(Stored data entries)
-*-*-

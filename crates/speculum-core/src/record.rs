//! Record introspection and structural keys
//!
//! Tuple-space entries are caller-defined structured values. The mirror
//! groups them by *structural* equality (concrete type plus every matchable
//! field value) rather than the record type's own `PartialEq`, because test
//! record types are allowed to override equality with approximate semantics
//! that would falsely merge distinguishable records into one bucket.
//!
//! Instead of runtime reflection, record types implement [`Record`] and
//! enumerate their matchable fields explicitly. Transient or
//! implementation-only fields are simply not enumerated.

use crate::error::{Result, SpeculumError};
use serde::Serialize;
use std::fmt;

/// A tuple-space entry or match template.
///
/// Implementors enumerate the fields the store matches on, in a stable
/// declared order. A field is either a concrete [`FieldValue`] or
/// [`Field::Wildcard`] (only meaningful when the record is used as a
/// template).
pub trait Record: fmt::Debug + Send + Sync {
    /// Concrete type identity. Two records of different types never share
    /// a structural key, regardless of field values.
    fn type_name(&self) -> &str;

    /// The ordered matchable fields of this record.
    ///
    /// Returns `Err(InvalidRecord)` if the record is malformed (e.g. a
    /// field cannot be represented); callers treat that as a programming
    /// error, not a transient fault.
    fn matchable_fields(&self) -> Result<Vec<(String, Field)>>;
}

/// A single matchable field: concrete, or a wildcard in a template.
#[derive(Clone, Debug, PartialEq, Eq, Hash, Serialize)]
pub enum Field {
    Wildcard,
    Value(FieldValue),
}

/// Owned field value with structural equality and hashing.
///
/// Composite values carry their own type name and fields and compare by
/// structural content, never by the source type's equality operator.
#[derive(Clone, Debug, PartialEq, Eq, Hash, Serialize)]
pub enum FieldValue {
    Bool(bool),
    Int(i64),
    Uint(u64),
    Str(String),
    Bytes(Vec<u8>),
    List(Vec<FieldValue>),
    Composite {
        type_name: String,
        fields: Vec<(String, FieldValue)>,
    },
}

impl From<bool> for FieldValue {
    fn from(v: bool) -> Self {
        FieldValue::Bool(v)
    }
}

impl From<i64> for FieldValue {
    fn from(v: i64) -> Self {
        FieldValue::Int(v)
    }
}

impl From<u64> for FieldValue {
    fn from(v: u64) -> Self {
        FieldValue::Uint(v)
    }
}

impl From<&str> for FieldValue {
    fn from(v: &str) -> Self {
        FieldValue::Str(v.to_string())
    }
}

impl From<String> for FieldValue {
    fn from(v: String) -> Self {
        FieldValue::Str(v)
    }
}

/// Structural identity of a written record: concrete type name plus the
/// ordered matchable fields.
///
/// Used only as a shadow-log bucket discriminator. The remote store's own
/// matching decisions are never second-guessed with this key.
#[derive(Clone, Debug, PartialEq, Eq, Hash)]
pub struct StructuralKey {
    type_name: String,
    fields: Vec<(String, Field)>,
}

impl StructuralKey {
    /// Compute the structural key of a record.
    ///
    /// Pure and deterministic; fails only when the record cannot be
    /// introspected.
    pub fn of(record: &dyn Record) -> Result<Self> {
        Ok(Self {
            type_name: record.type_name().to_string(),
            fields: record.matchable_fields()?,
        })
    }

    pub fn type_name(&self) -> &str {
        &self.type_name
    }

    pub fn fields(&self) -> &[(String, Field)] {
        &self.fields
    }
}

impl fmt::Display for StructuralKey {
    fn fmt(&self, f: &mut fmt::Formatter<'_>) -> fmt::Result {
        write!(f, "{}{{", self.type_name)?;
        for (i, (name, field)) in self.fields.iter().enumerate() {
            if i > 0 {
                write!(f, ", ")?;
            }
            match field {
                Field::Wildcard => write!(f, "{}=*", name)?,
                Field::Value(v) => write!(f, "{}={:?}", name, v)?,
            }
        }
        write!(f, "}}")
    }
}

/// Wildcard-aware template match: every non-wildcard template field must be
/// present on the record with an equal concrete value, and type names must
/// agree.
///
/// This is advisory only (event-expectation bookkeeping, test mocks). The
/// remote store performs the authoritative matching.
pub fn template_matches(template: &dyn Record, record: &dyn Record) -> Result<bool> {
    if template.type_name() != record.type_name() {
        return Ok(false);
    }
    let template_fields = template
        .matchable_fields()
        .map_err(|e| SpeculumError::InvalidTemplate(e.to_string()))?;
    let record_fields = record.matchable_fields()?;
    Ok(fields_match_template(&template_fields, &record_fields))
}

/// Core of [`template_matches`] over pre-introspected field lists.
pub fn fields_match_template(
    template_fields: &[(String, Field)],
    record_fields: &[(String, Field)],
) -> bool {
    template_fields.iter().all(|(name, field)| match field {
        Field::Wildcard => true,
        Field::Value(want) => record_fields
            .iter()
            .any(|(n, f)| n == name && matches!(f, Field::Value(have) if have == want)),
    })
}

-*-*-

- DESCRIPTION OF THE TASK: All lines of the data that hold "SpeculumError" need to be copied.

- ANSWER TO THIS PROBLEM:
use crate::error::{Result, SpeculumError};
        .map_err(|e| SpeculumError::InvalidTemplate(e.to_string()))?;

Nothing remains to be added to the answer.